FIG. 1 is a cascaded detection structure of a predictive architecture;
FIG. 2 is a diagram of a parallel target detection logical inference mechanism architecture for image pre-processing;
FIG. 3 is a structural diagram of a nth-level model parallel type target detection logical inference mechanism.
The specific implementation mode is as follows:
the present disclosure is further described with reference to the following drawings and examples.
It should be noted that the following detailed description is exemplary and is intended to provide further explanation of the disclosure. Unless defined otherwise, all technical and scientific terms used herein have the same meaning as commonly understood by one of ordinary skill in the art to which this disclosure belongs.
It is noted that the terminology used herein is for the purpose of describing particular embodiments only and is not intended to be limiting of example embodiments according to the present disclosure. As used herein, the singular forms "a", "an" and "the" are intended to include the plural forms as well, and it should be understood that when the terms "comprises" and/or "comprising" are used in this specification, they specify the presence of stated features, steps, operations, devices, components, and/or combinations thereof, unless the context clearly indicates otherwise.

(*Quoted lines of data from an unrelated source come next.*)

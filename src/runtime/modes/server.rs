//! Server mode
//!
//! Loads the GeoIP database once, then serves the lookup and health routes.

use actix_cors::Cors;
use actix_web::{App, HttpServer, middleware::Compress, web};
use anyhow::{Context, Result};
use std::sync::Arc;
use std::time::Duration;
use tracing::{info, warn};

use crate::api::middleware::RequestIdMiddleware;
use crate::api::services::AppStartTime;
use crate::api::{self, ApiSettings};
use crate::config::{CorsConfig, StaticConfig};
use crate::services::{IpResolver, open_database};

/// Build CORS middleware from configuration
///
/// Enabled means any origin may issue read-only requests.
fn build_cors_middleware(cors_config: &CorsConfig) -> Cors {
    if !cors_config.enabled {
        return Cors::default();
    }

    Cors::default()
        .allow_any_origin()
        .allowed_methods(vec!["GET", "HEAD", "OPTIONS"])
        .allow_any_header()
        .max_age(cors_config.max_age)
}

/// Run the HTTP server
///
/// **Note**: Logging system must be initialized before calling this function
pub async fn run_server(config: Arc<StaticConfig>) -> Result<()> {
    let app_start_time = AppStartTime::now();

    let database = open_database(&config.geoip).context("Failed to load GeoIP database")?;
    let resolver = IpResolver::new(database);
    info!("GeoIP: Initialized with {} database", resolver.database_name());

    let settings = ApiSettings::from_config(&config);
    if settings.environment.is_development() {
        warn!("Development mode: server error details are exposed in responses");
    }

    let cors_config = config.cors.clone();
    let workers = config.server.workers.clamp(1, 32);
    info!("Using {} worker threads", workers);

    let resolver_data = web::Data::new(resolver);
    let settings_data = web::Data::new(settings);
    let start_data = web::Data::new(app_start_time);

    let server = HttpServer::new(move || {
        App::new()
            .wrap(Compress::default())
            .wrap(build_cors_middleware(&cors_config))
            .wrap(RequestIdMiddleware)
            .app_data(resolver_data.clone())
            .app_data(settings_data.clone())
            .app_data(start_data.clone())
            .configure(api::configure)
    })
    .keep_alive(Duration::from_secs(30))
    .client_request_timeout(Duration::from_millis(5000))
    .workers(workers);

    let bind_address = format!("{}:{}", config.server.host, config.server.port);
    info!("Starting server at http://{}", bind_address);

    server
        .bind(&bind_address)
        .with_context(|| format!("Failed to bind {}", bind_address))?
        .run()
        .await
        .context("HTTP server terminated with an error")?;

    warn!("Server stopped");
    Ok(())
}
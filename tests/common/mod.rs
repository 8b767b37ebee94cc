//! Shared fixtures for HTTP tests

#![allow(dead_code)]

use std::net::IpAddr;
use std::sync::{Arc, Mutex};

use location_timezone::services::{Coordinates, GeoDatabase, GeoIpError, GeoRecord};

/// Database stub that records every address it is asked about
pub struct StubDatabase {
    calls: Mutex<Vec<IpAddr>>,
    response: Result<Option<GeoRecord>, GeoIpError>,
}

impl StubDatabase {
    pub fn returning(record: GeoRecord) -> Arc<Self> {
        Self::with_response(Ok(Some(record)))
    }

    pub fn empty() -> Arc<Self> {
        Self::with_response(Ok(None))
    }

    pub fn failing(err: GeoIpError) -> Arc<Self> {
        Self::with_response(Err(err))
    }

    pub fn with_response(response: Result<Option<GeoRecord>, GeoIpError>) -> Arc<Self> {
        Arc::new(Self {
            calls: Mutex::new(Vec::new()),
            response,
        })
    }

    pub fn calls(&self) -> Vec<IpAddr> {
        self.calls.lock().unwrap().clone()
    }
}

impl GeoDatabase for StubDatabase {
    fn lookup(&self, ip: IpAddr) -> Result<Option<GeoRecord>, GeoIpError> {
        self.calls.lock().unwrap().push(ip);
        self.response.clone()
    }

    fn name(&self) -> &'static str {
        "Stub"
    }
}

pub fn mountain_view() -> GeoRecord {
    GeoRecord {
        country: "US".into(),
        city: "Mountain View".into(),
        coordinates: Coordinates::new(37.4, -122.1),
        eu_member: false,
        region: "CA".into(),
        timezone: "America/Los_Angeles".into(),
    }
}

pub fn ip(s: &str) -> IpAddr {
    s.parse().unwrap()
}

/// Build the full application around a database stub
macro_rules! test_app {
    ($db:expr) => {
        test_app!($db, location_timezone::api::ApiSettings::default())
    };
    ($db:expr, $settings:expr) => {
        actix_web::test::init_service(
            actix_web::App::new()
                .wrap(location_timezone::api::middleware::RequestIdMiddleware)
                .app_data(actix_web::web::Data::new(
                    location_timezone::services::IpResolver::new($db),
                ))
                .app_data(actix_web::web::Data::new($settings))
                .app_data(actix_web::web::Data::new(
                    location_timezone::api::services::AppStartTime::now(),
                ))
                .configure(location_timezone::api::configure),
        )
        .await
    };
}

In the first embodiment, the power transmission and transformation image is used as an input, and the target is a defect of the power transmission and transformation equipment.
In the cascade target identification method based on deep learning, fig. 1 shows a cascade detection structure of a prediction architecture, fig. 2 shows a parallel target detection logical inference mechanism structure of image preprocessing, and fig. 3 shows an nth-level model parallel target detection logical inference mechanism structure.
The method comprises the following steps:
in the example of this disclosure, use unmanned aerial vehicle transmission line image as the sample source. And acquiring typical power transmission line defect images by using an unmanned aerial vehicle.
The disclosed examples merely exemplify part defects at the sample defect category bolt pin. And (4) manually selecting and removing serious fuzzy and backlight images, and reserving a defect sample picture with higher quality. Selecting detection algorithm MODEL MODELnWherein n is 2, and MODEL1={model11},MODEL2={model21Therein model11Selecting a first-level deep learning network model, wherein the model21And selecting a secondary deep learning network model.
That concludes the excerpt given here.